- [Data for this task]
//! Resolved binary overloads.
//!
//! The type-checker binds each binary call to a concrete overload before the
//! tree reaches the evaluator. The tag is what decorators pattern-match on:
//! the optimizer, for instance, only rewrites `InList` calls.

use std::fmt;

/// A resolved binary overload.
#[derive(Copy, Clone, Debug, PartialEq, Eq, Hash)]
pub enum Overload {
    // Arithmetic
    Add,
    Subtract,
    Multiply,

    // Comparison
    Equals,
    NotEquals,
    Less,
    Greater,

    // Membership
    /// `value in list`.
    InList,
    /// `key in map`.
    InMap,
}

impl Overload {
    /// Returns the stable overload id used in diagnostics and traces.
    pub const fn as_str(self) -> &'static str {
        match self {
            Self::Add => "add",
            Self::Subtract => "subtract",
            Self::Multiply => "multiply",
            Self::Equals => "equals",
            Self::NotEquals => "not_equals",
            Self::Less => "less",
            Self::Greater => "greater",
            Self::InList => "in_list",
            Self::InMap => "in_map",
        }
    }

    /// Returns the source-level symbol for this overload.
    pub const fn as_symbol(self) -> &'static str {
        match self {
            Self::Add => "+",
            Self::Subtract => "-",
            Self::Multiply => "*",
            Self::Equals => "==",
            Self::NotEquals => "!=",
            Self::Less => "<",
            Self::Greater => ">",
            Self::InList | Self::InMap => "in",
        }
    }

    /// Returns `true` for the `in` overloads.
    #[inline]
    pub const fn is_membership(self) -> bool {
        matches!(self, Self::InList | Self::InMap)
    }
}

impl fmt::Display for Overload {
    fn fmt(&self, f: &mut fmt::Formatter<'_>) -> fmt::Result {
        f.write_str(self.as_str())
    }
}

- [Work required] Copy all lines of the material above where the string "NotEquals" occurs.

- [Finished exercise]
    NotEquals,
            Self::NotEquals => "not_equals",
            Self::NotEquals => "!=",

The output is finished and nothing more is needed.